Je peins l’amour que je porte au Monde,
les couleurs sont l’expression de ma joie.

Détails de tableaux en cours de création pour illustrer l'article "Œuvres de commande".

Les œuvres de commande (talismans, gardiens et autres toiles canalisées/personnalisées)

Ahhh cet épineux sujet sur lequel… Je n’ai rien à montrer !

Et pour cause…

Un an après avoir peint ma première œuvre en tant qu’artiste assumée, j’ai réalisé ma première œuvre de commande. Immédiatement j’ai compris que je ne pourrais pas la montrer. L’exécution a été parfaite, la réception un moment incroyable. Mais il était hors de question que je dévoile sa forme et sa magie publiquement.

Une commande ? Un secret.

Occultiste, je disais.

Du coup, ces productions ne figurent même pas toujours à mon inventaire !

C’est vraiment quelque chose qui est important à comprendre : le pacte passé avec les personnes pour lesquelles je réalise ces œuvres consiste en un mot : « Motus ».

 Les œuvres ont un titre, elles sont signées, il y a un certificat d’authenticité et un ou plusieurs Mantras associés. Si un jour quelqu’un décide que mes œuvres méritent attention, il y aura moyen de réunir un inventaire abondé. Mais je crois qu’il sera incomplet et quelque part, c’est une bonne chose. Parce que la magie qui opère à ce moment-là, ce qui est mis comme intention et comme réalisation, ce qui est fixé appartient véritablement aux propriétaires de ces toiles et n’a aucune vocation à être rendu public.

Je conserve (évidemment) au regard du droit français un certain nombre de droits liés à la propriété intellectuelle. Mais le reste ne m’appartient plus. Il m’arrive de me souvenir que « tiens, avec cette couleur j’avais peint ce talisman-là » ou de retrouver un reste de mélange de pierres fines broyées avec le prénom du commanditaire sur le bocal. Et je n’ai plus souvenir de ce à quoi l’œuvre terminée ressemble. (La question de la mémoire est un sujet qui revient en filigrane, je le réalise en l’écrivant.)
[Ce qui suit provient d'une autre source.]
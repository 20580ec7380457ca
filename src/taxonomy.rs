//! Category navigation tree built from per-document tag paths.
//!
//! The tree is a trie keyed by tag: each level is a `BTreeMap` from the raw
//! tag to its [`NavigationNode`]. It is rebuilt from the whole corpus on
//! every call to [`build`]; nothing mutates it afterwards.

use std::collections::BTreeMap;

use serde::{Deserialize, Serialize};

use crate::record::{DocumentRecord, NotebookRef};

/// Top-level navigation, keyed by the raw first tag.
pub type Navigation = BTreeMap<String, NavigationNode>;

/// One category in the navigation tree.
///
/// `count` always equals `documents.len()` plus the sum of the children's
/// counts once [`build`] returns.
#[derive(Debug, Clone, Default, PartialEq, Eq, Serialize, Deserialize)]
pub struct NavigationNode {
    pub label: String,
    pub count: usize,
    pub children: BTreeMap<String, NavigationNode>,
    /// Documents whose tag path ends exactly at this node, in input order.
    #[serde(rename = "notebooks")]
    pub documents: Vec<NotebookRef>,
}

impl NavigationNode {
    fn new(tag: &str) -> Self {
        Self {
            label: label(tag),
            ..Default::default()
        }
    }

    /// Recompute `count` for this subtree, children first.
    fn recount(&mut self) -> usize {
        let nested: usize =
            self.children.values_mut().map(NavigationNode::recount).sum();
        self.count = self.documents.len() + nested;
        self.count
    }
}

/// Human-readable label for a raw tag: underscores become spaces and the
/// first letter of every whitespace-separated word is capitalized. Other
/// characters are left untouched, so the transform is idempotent.
///
/// ```
/// assert_eq!(gistbook::taxonomy::label("machine_learning"), "Machine Learning");
/// assert_eq!(gistbook::taxonomy::label("Machine Learning"), "Machine Learning");
/// ```
pub fn label(tag: &str) -> String {
    let mut out = String::with_capacity(tag.len());
    let mut at_word_start = true;
    for c in tag.chars() {
        let c = if c == '_' { ' ' } else { c };
        if c.is_whitespace() {
            out.push(c);
            at_word_start = true;
        } else if at_word_start {
            out.extend(c.to_uppercase());
            at_word_start = false;
        } else {
            out.push(c);
        }
    }
    out
}

/// Fold documents into the navigation tree.
///
/// Documents with an empty tag path are skipped. The first tag selects a
/// top-level node, every further tag descends one level, and the document
/// is attached to the deepest node reached.
pub fn build(documents: &[DocumentRecord]) -> Navigation {
    let mut nav = Navigation::new();
    let mut skipped = 0usize;

    for doc in documents {
        let Some((first, rest)) = doc.tags.split_first() else {
            skipped += 1;
            continue;
        };

        let mut node = nav
            .entry(first.clone())
            .or_insert_with(|| NavigationNode::new(first));
        for tag in rest {
            node = node
                .children
                .entry(tag.clone())
                .or_insert_with(|| NavigationNode::new(tag));
        }
        node.documents.push(NotebookRef::from(doc));
    }

    for node in nav.values_mut() {
        node.recount();
    }

    if skipped > 0 {
        tracing::debug!(skipped, "documents without tags left out of navigation");
    }
    tracing::info!(
        categories = nav.len(),
        documents = total_count(&nav),
        "built navigation"
    );

    nav
}

/// Sum of the top-level counts: the number of documents in the tree.
pub fn total_count(nav: &Navigation) -> usize {
    nav.values().map(|n| n.count).sum()
}

/// A top-level category as listed on the catalogue home page.
#[derive(Debug, Clone, PartialEq, Eq, Serialize)]
pub struct CategorySummary {
    pub key: String,
    pub label: String,
    pub count: usize,
}

/// Top-level categories, largest first. Equal counts keep key order.
pub fn categories_by_count(nav: &Navigation) -> Vec<CategorySummary> {
    let mut entries: Vec<CategorySummary> = nav
        .iter()
        .map(|(key, node)| CategorySummary {
            key: key.clone(),
            label: node.label.clone(),
            count: node.count,
        })
        .collect();
    entries.sort_by(|a, b| b.count.cmp(&a.count));
    entries
}

#[cfg(test)]
mod tests {
    use proptest::prelude::*;

    use super::*;

    fn doc(id: &str, tags: &[&str]) -> DocumentRecord {
        DocumentRecord {
            id: id.to_string(),
            title: format!("Title {id}"),
            path: format!("/{id}"),
            tags: tags.iter().map(|t| t.to_string()).collect(),
            ..Default::default()
        }
    }

    fn assert_counts(node: &NavigationNode) {
        let nested: usize = node.children.values().map(|c| c.count).sum();
        assert_eq!(node.count, node.documents.len() + nested);
        for child in node.children.values() {
            assert_counts(child);
        }
    }

    #[test]
    fn nested_and_direct_documents() {
        let nav = build(&[doc("a", &["ml", "nlp"]), doc("b", &["ml"])]);

        assert_eq!(nav.len(), 1);
        let ml = &nav["ml"];
        assert_eq!(ml.label, "Ml");
        assert_eq!(ml.count, 2);
        assert_eq!(ml.documents.len(), 1);
        assert_eq!(ml.documents[0].id, "b");

        assert_eq!(ml.children.len(), 1);
        let nlp = &ml.children["nlp"];
        assert_eq!(nlp.count, 1);
        assert_eq!(nlp.documents.len(), 1);
        assert_eq!(nlp.documents[0].id, "a");
    }

    #[test]
    fn empty_tag_path_is_skipped() {
        let nav = build(&[doc("a", &[]), doc("b", &["stats"])]);
        assert_eq!(nav.len(), 1);
        assert_eq!(total_count(&nav), 1);
    }

    #[test]
    fn empty_input_builds_empty_tree() {
        assert!(build(&[]).is_empty());
    }

    #[test]
    fn deep_paths_share_prefixes() {
        let nav = build(&[
            doc("a", &["ai", "text", "chatbot"]),
            doc("b", &["ai", "text", "chatbot"]),
            doc("c", &["ai", "text"]),
            doc("d", &["ai", "home_service"]),
        ]);

        let ai = &nav["ai"];
        assert_eq!(ai.count, 4);
        assert!(ai.documents.is_empty());

        let text = &ai.children["text"];
        assert_eq!(text.count, 3);
        assert_eq!(text.documents[0].id, "c");

        let chatbot = &text.children["chatbot"];
        let ids: Vec<_> = chatbot.documents.iter().map(|d| &d.id).collect();
        assert_eq!(ids, vec!["a", "b"]);

        assert_eq!(ai.children["home_service"].label, "Home Service");
        assert_counts(ai);
    }

    #[test]
    fn label_examples() {
        assert_eq!(label("artificial_intelligence"), "Artificial Intelligence");
        assert_eq!(label("fewshot_learning"), "Fewshot Learning");
        assert_eq!(label("resnet"), "Resnet");
        assert_eq!(label("a__b"), "A  B");
        assert_eq!(label(""), "");
    }

    #[test]
    fn serializes_documents_as_notebooks() {
        let nav = build(&[doc("a", &["ml"])]);
        let json = serde_json::to_value(&nav).unwrap();
        assert_eq!(json["ml"]["label"], "Ml");
        assert_eq!(json["ml"]["count"], 1);
        assert_eq!(json["ml"]["notebooks"][0]["id"], "a");
        assert_eq!(json["ml"]["notebooks"][0]["path"], "/a");
        assert!(json["ml"]["children"].as_object().unwrap().is_empty());
    }

    #[test]
    fn categories_sorted_by_count() {
        let nav = build(&[
            doc("a", &["stats"]),
            doc("b", &["ml"]),
            doc("c", &["ml", "nlp"]),
            doc("d", &["python"]),
        ]);
        let cats = categories_by_count(&nav);
        assert_eq!(cats[0].key, "ml");
        assert_eq!(cats[0].count, 2);
        // ties keep key order
        assert_eq!(cats[1].key, "python");
        assert_eq!(cats[2].key, "stats");
    }

    fn tag_paths() -> impl Strategy<Value = Vec<Vec<String>>> {
        prop::collection::vec(
            prop::collection::vec("[a-c_]{1,3}", 0..4),
            0..40,
        )
    }

    proptest! {
        #[test]
        fn counts_are_consistent(paths in tag_paths()) {
            let docs: Vec<DocumentRecord> = paths
                .iter()
                .enumerate()
                .map(|(i, tags)| DocumentRecord {
                    id: i.to_string(),
                    tags: tags.clone(),
                    ..Default::default()
                })
                .collect();
            let nav = build(&docs);

            for node in nav.values() {
                assert_counts(node);
            }
            let tagged = paths.iter().filter(|p| !p.is_empty()).count();
            prop_assert_eq!(total_count(&nav), tagged);
        }

        #[test]
        fn label_is_idempotent(tag in "[a-zA-Z0-9_ \t-]{0,24}") {
            let once = label(&tag);
            prop_assert_eq!(label(&once), once);
        }
    }
}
Je ne garde pas trace, à tel point que je n’ai même pas de photos des œuvres une fois terminées ! Meilleur moyen ever que rien ne fuite 😀

La confiance, au-delà du business

Donc dans ces productions, dans ce rythme de production, je me situe complètement à rebours de tous les conseils du monde et j’assume à 110%.

J’ai déjà décrit une partie des procédés de prise de commande sur une page dédiée, je ne vais donc pas y revenir mais les curieux/ses pourront les lire ici, avec des témoignages (merci tellement merci à celles qui proposent spontanément d’en déposer).
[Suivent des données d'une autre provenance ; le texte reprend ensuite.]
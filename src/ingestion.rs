use std::{
    borrow::Cow,
    path::{Component, Path, PathBuf},
};

use rayon::prelude::*;
use serde::Deserialize;

use crate::{
    doc_id::DocumentId,
    error::{Error, Result},
    record::{DocumentRecord, Heading},
    text_util::{
        clean_title,
        heading_anchor,
        strip_markdown,
        title_case,
        truncate_chars,
    },
    walker::DiscoveredFile,
};

/// Title used when a notebook has no usable markdown heading or first line.
pub const UNTITLED: &str = "Untitled Notebook";

/// Category used for notebooks at the catalogue root.
pub const UNCATEGORIZED: &str = "Uncategorized";

/// Characters of notebook text kept for search.
pub const CONTENT_LIMIT: usize = 1000;

/// First lines at least this long are not used as a title.
const MAX_FIRST_LINE_TITLE: usize = 100;

/// The subset of the nbformat v4 layout this crate reads.
#[derive(Debug, Deserialize)]
struct Notebook {
    #[serde(default)]
    cells: Vec<Cell>,
}

#[derive(Debug, Deserialize)]
struct Cell {
    cell_type: String,
    #[serde(default)]
    source: Source,
}

/// Cell source: nbformat allows a single string or a list of lines.
#[derive(Debug, Deserialize)]
#[serde(untagged)]
enum Source {
    Text(String),
    Lines(Vec<String>),
}

impl Default for Source {
    fn default() -> Self {
        Source::Text(String::new())
    }
}

impl Source {
    fn text(&self) -> Cow<'_, str> {
        match self {
            Source::Text(s) => Cow::Borrowed(s),
            Source::Lines(lines) => Cow::Owned(lines.concat()),
        }
    }
}

impl Cell {
    fn is_markdown(&self) -> bool {
        self.cell_type == "markdown"
    }

    fn is_code(&self) -> bool {
        self.cell_type == "code"
    }
}

/// Parse a level-1 heading line (`# Title`).
fn h1_text(line: &str) -> Option<&str> {
    let rest = line.strip_prefix('#')?;
    if !rest.starts_with(char::is_whitespace) {
        return None;
    }
    let text = rest.trim();
    (!text.is_empty()).then_some(text)
}

/// Parse a heading line of level 1 to 6 into `(level, text)`.
fn heading_line(line: &str) -> Option<(u8, &str)> {
    let level = line.chars().take_while(|&c| c == '#').count();
    if !(1..=6).contains(&level) {
        return None;
    }
    let rest = &line[level..];
    if !rest.starts_with(char::is_whitespace) {
        return None;
    }
    let text = rest.trim();
    (!text.is_empty()).then_some((level as u8, text))
}

/// Extract a title from the first markdown cell that provides one.
///
/// A level-1 heading anywhere in the cell wins. Otherwise the cell's first
/// line is used when it is non-empty and shorter than 100 characters.
fn extract_title(nb: &Notebook) -> String {
    for cell in nb.cells.iter().filter(|c| c.is_markdown()) {
        let source = cell.source.text();

        if let Some(heading) = source.lines().find_map(h1_text) {
            let title = clean_title(heading);
            if !title.is_empty() {
                return title;
            }
        }

        let first_line = source.split('\n').next().unwrap_or("").trim();
        if !first_line.is_empty()
            && first_line.chars().count() < MAX_FIRST_LINE_TITLE
        {
            let title = clean_title(first_line.trim_start_matches('#').trim());
            if !title.is_empty() {
                return title;
            }
        }
    }
    UNTITLED.to_string()
}

/// Every markdown heading, in document order.
fn extract_headings(nb: &Notebook) -> Vec<Heading> {
    nb.cells
        .iter()
        .filter(|c| c.is_markdown())
        .flat_map(|cell| {
            cell.source
                .text()
                .lines()
                .filter_map(heading_line)
                .map(|(level, text)| Heading {
                    level,
                    text: text.to_string(),
                    id: heading_anchor(text),
                })
                .collect::<Vec<_>>()
        })
        .collect()
}

/// Searchable text: markdown without formatting markers plus code,
/// truncated to [`CONTENT_LIMIT`] characters.
fn extract_content(nb: &Notebook) -> String {
    let parts: Vec<Cow<'_, str>> = nb
        .cells
        .iter()
        .filter_map(|cell| {
            if cell.is_markdown() {
                Some(Cow::Owned(strip_markdown(&cell.source.text())))
            } else if cell.is_code() {
                Some(cell.source.text())
            } else {
                None
            }
        })
        .collect();
    truncate_chars(&parts.join(" "), CONTENT_LIMIT)
}

/// Directory segments of a relative path (the file name excluded).
fn directory_segments(relative_path: &Path) -> Vec<String> {
    relative_path
        .parent()
        .map(|parent| {
            parent
                .components()
                .filter_map(|c| match c {
                    Component::Normal(s) => {
                        Some(s.to_string_lossy().into_owned())
                    }
                    _ => None,
                })
                .collect()
        })
        .unwrap_or_default()
}

/// Forward-slash form of a relative path with a new extension.
fn rendered_file_path(relative_path: &Path) -> String {
    let html = relative_path.with_extension("html");
    html.components()
        .filter_map(|c| match c {
            Component::Normal(s) => Some(s.to_string_lossy().into_owned()),
            _ => None,
        })
        .collect::<Vec<_>>()
        .join("/")
}

/// Build the document record of a parsed notebook.
fn notebook_to_record(nb: &Notebook, relative_path: &Path) -> DocumentRecord {
    let tags = directory_segments(relative_path);
    let category = tags
        .first()
        .map(|c| title_case(c))
        .unwrap_or_else(|| UNCATEGORIZED.to_string());
    let subcategory = tags.get(1).map(|s| title_case(s)).unwrap_or_default();
    let id = DocumentId::from_relative_path(relative_path);

    DocumentRecord {
        path: id.route(),
        id: id.to_string(),
        title: extract_title(nb),
        category,
        subcategory,
        file_path: rendered_file_path(relative_path),
        headings: extract_headings(nb),
        content: extract_content(nb),
        tags,
    }
}

/// Read and convert a single notebook.
pub fn convert_notebook(file: &DiscoveredFile) -> Result<DocumentRecord> {
    let data = std::fs::read_to_string(&file.absolute_path)?;
    let nb: Notebook = serde_json::from_str(&data)?;
    tracing::debug!(path = %file.relative_path.display(), "converted notebook");
    Ok(notebook_to_record(&nb, &file.relative_path))
}

/// Outcome of converting a batch of notebooks.
#[derive(Debug, Default)]
pub struct Ingested {
    /// Converted records, in the order the files were given.
    pub records: Vec<DocumentRecord>,
    /// Notebooks that could not be read or parsed.
    pub failures: Vec<(PathBuf, Error)>,
}

/// Convert discovered notebooks into document records.
///
/// Files are read and parsed in parallel; records keep the input order.
/// A notebook that fails to convert is logged and reported in
/// [`Ingested::failures`] without stopping the batch.
pub fn ingest_notebooks(files: &[DiscoveredFile]) -> Ingested {
    let converted: Vec<_> = files
        .par_iter()
        .map(|file| (file, convert_notebook(file)))
        .collect();

    let mut ingested = Ingested::default();
    for (file, outcome) in converted {
        match outcome {
            Ok(record) => ingested.records.push(record),
            Err(e) => {
                tracing::warn!(
                    path = %file.relative_path.display(),
                    error = %e,
                    "skipping notebook"
                );
                ingested.failures.push((file.relative_path.clone(), e));
            }
        }
    }

    tracing::info!(
        converted = ingested.records.len(),
        failed = ingested.failures.len(),
        "ingested notebooks"
    );
    ingested
}

#[cfg(test)]
mod tests {
    use serde_json::json;

    use super::*;

    fn notebook(cells: serde_json::Value) -> Notebook {
        serde_json::from_value(json!({ "cells": cells, "nbformat": 4 })).unwrap()
    }

    #[test]
    fn title_from_h1_heading() {
        let nb = notebook(json!([
            { "cell_type": "code", "source": "# not markdown" },
            { "cell_type": "markdown", "source": ["Intro text\n", "# Weibull Distribution!\n"] }
        ]));
        assert_eq!(extract_title(&nb), "Weibull Distribution");
    }

    #[test]
    fn title_from_short_first_line() {
        let nb = notebook(json!([
            { "cell_type": "markdown", "source": "## Hidden Markov, chatbot\nmore" }
        ]));
        assert_eq!(extract_title(&nb), "Hidden Markov chatbot");
    }

    #[test]
    fn title_skips_long_first_line() {
        let long = "word ".repeat(30);
        let nb = notebook(json!([
            { "cell_type": "markdown", "source": long },
            { "cell_type": "markdown", "source": "Second Cell" }
        ]));
        assert_eq!(extract_title(&nb), "Second Cell");
    }

    #[test]
    fn title_skips_heading_that_cleans_to_empty() {
        let nb = notebook(json!([
            { "cell_type": "markdown", "source": "# ???\nbody" },
            { "cell_type": "markdown", "source": "# Kaplan-Meier" }
        ]));
        assert_eq!(extract_title(&nb), "Kaplan-Meier");

        let nb = notebook(json!([{ "cell_type": "markdown", "source": "# !!!" }]));
        assert_eq!(extract_title(&nb), UNTITLED);
    }

    #[test]
    fn title_defaults_to_untitled() {
        let nb = notebook(json!([{ "cell_type": "code", "source": "x = 1" }]));
        assert_eq!(extract_title(&nb), UNTITLED);
        assert_eq!(extract_title(&notebook(json!([]))), UNTITLED);
    }

    #[test]
    fn headings_with_levels_and_anchors() {
        let nb = notebook(json!([
            { "cell_type": "markdown", "source": "# Intro\ntext\n## Load the data!\n####### too deep\n#nospace" },
            { "cell_type": "markdown", "source": ["### Results\n"] }
        ]));
        let headings = extract_headings(&nb);
        assert_eq!(
            headings,
            vec![
                Heading { level: 1, text: "Intro".into(), id: "intro".into() },
                Heading { level: 2, text: "Load the data!".into(), id: "load-the-data".into() },
                Heading { level: 3, text: "Results".into(), id: "results".into() },
            ]
        );
    }

    #[test]
    fn content_strips_markdown_and_keeps_code() {
        let nb = notebook(json!([
            { "cell_type": "markdown", "source": "# **Title**" },
            { "cell_type": "code", "source": ["import numpy as np\n", "x = np_array"] },
            { "cell_type": "raw", "source": "ignored" }
        ]));
        assert_eq!(extract_content(&nb), " Title import numpy as np\nx = np_array");
    }

    #[test]
    fn content_is_truncated() {
        let nb = notebook(json!([
            { "cell_type": "code", "source": "x".repeat(CONTENT_LIMIT + 50) }
        ]));
        assert_eq!(extract_content(&nb).chars().count(), CONTENT_LIMIT);
    }

    #[test]
    fn record_from_nested_path() {
        let nb = notebook(json!([{ "cell_type": "markdown", "source": "# Chatbot" }]));
        let record = notebook_to_record(
            &nb,
            Path::new("artificial_intelligence/text/chatbot/hidden_markov.ipynb"),
        );

        assert_eq!(record.id, "artificial_intelligence/text/chatbot/hidden_markov");
        assert_eq!(record.path, "/artificial_intelligence/text/chatbot/hidden_markov");
        assert_eq!(
            record.file_path,
            "artificial_intelligence/text/chatbot/hidden_markov.html"
        );
        assert_eq!(record.category, "Artificial Intelligence");
        assert_eq!(record.subcategory, "Text");
        assert_eq!(record.tags, vec!["artificial_intelligence", "text", "chatbot"]);
        assert_eq!(record.title, "Chatbot");
    }

    #[test]
    fn record_at_root_is_uncategorized() {
        let nb = notebook(json!([]));
        let record = notebook_to_record(&nb, Path::new("test.ipynb"));
        assert_eq!(record.category, UNCATEGORIZED);
        assert!(record.subcategory.is_empty());
        assert!(record.tags.is_empty());
        assert_eq!(record.id, "test");
    }

    #[test]
    fn ingest_keeps_order_and_reports_failures() {
        let tmp = tempfile::tempdir().unwrap();
        let stats = tmp.path().join("statistics");
        std::fs::create_dir(&stats).unwrap();
        std::fs::write(
            stats.join("weibull.ipynb"),
            json!({ "cells": [{ "cell_type": "markdown", "source": "# Weibull" }] }).to_string(),
        )
        .unwrap();
        std::fs::write(tmp.path().join("broken.ipynb"), "not json").unwrap();
        std::fs::write(
            tmp.path().join("test.ipynb"),
            json!({ "cells": [] }).to_string(),
        )
        .unwrap();

        let files = crate::walker::discover_notebooks(
            tmp.path(),
            &crate::walker::Exclusions::none(),
        )
        .unwrap();
        let ingested = ingest_notebooks(&files);

        let ids: Vec<_> = ingested.records.iter().map(|r| r.id.as_str()).collect();
        assert_eq!(ids, vec!["statistics/weibull", "test"]);
        assert_eq!(ingested.failures.len(), 1);
        assert_eq!(ingested.failures[0].0, PathBuf::from("broken.ipynb"));
    }
}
J’ai juste une joie immense à me mettre au service de celles et ceux qui me font confiance. J’aime le challenge d’avoir à sortir de mes automatismes, de composer avec des contraintes (parfois très créatives, parole d’artiste !) et de voir jusqu’à quel point le résultat impacte durablement les heureux possesseurs de ces œuvres. Et peut aussi résonner dans les miennes par la suite.

La part de ce ruisseau dans l’océan de mes revenus est très variable d’une année sur l’autre. Je n’ai pas assez de recul pour la borner au moment où j’écris cet article. Par contre, je peux déjà souligner que de telles commandes me sont précieuses dans ce qu’elles offrent de confort, tant financier que dans la reconnaissance de mes talents. (Note à moi-m’aime : Si si, j’ai bien écrit cela !)

Un soutien réciproque

Et oui, quand un amateur d’art vient me voir et me dit « tu as carte blanche ! » c’est un cadeau merveilleux qu’il me fait. Et que j’ai à cœur d’honorer, même si je sais que je vais passer par tout un tas d’étapes, incluant celle des doutes qui réveillent à 4h du matin, des joies et des déclics, de la gorge nouée juste avant de montrer le résultat. Puis des moments purement magiques qui suivent sa réception…

Pour tout cela (et un peu plus encore) : je suis en gratitude.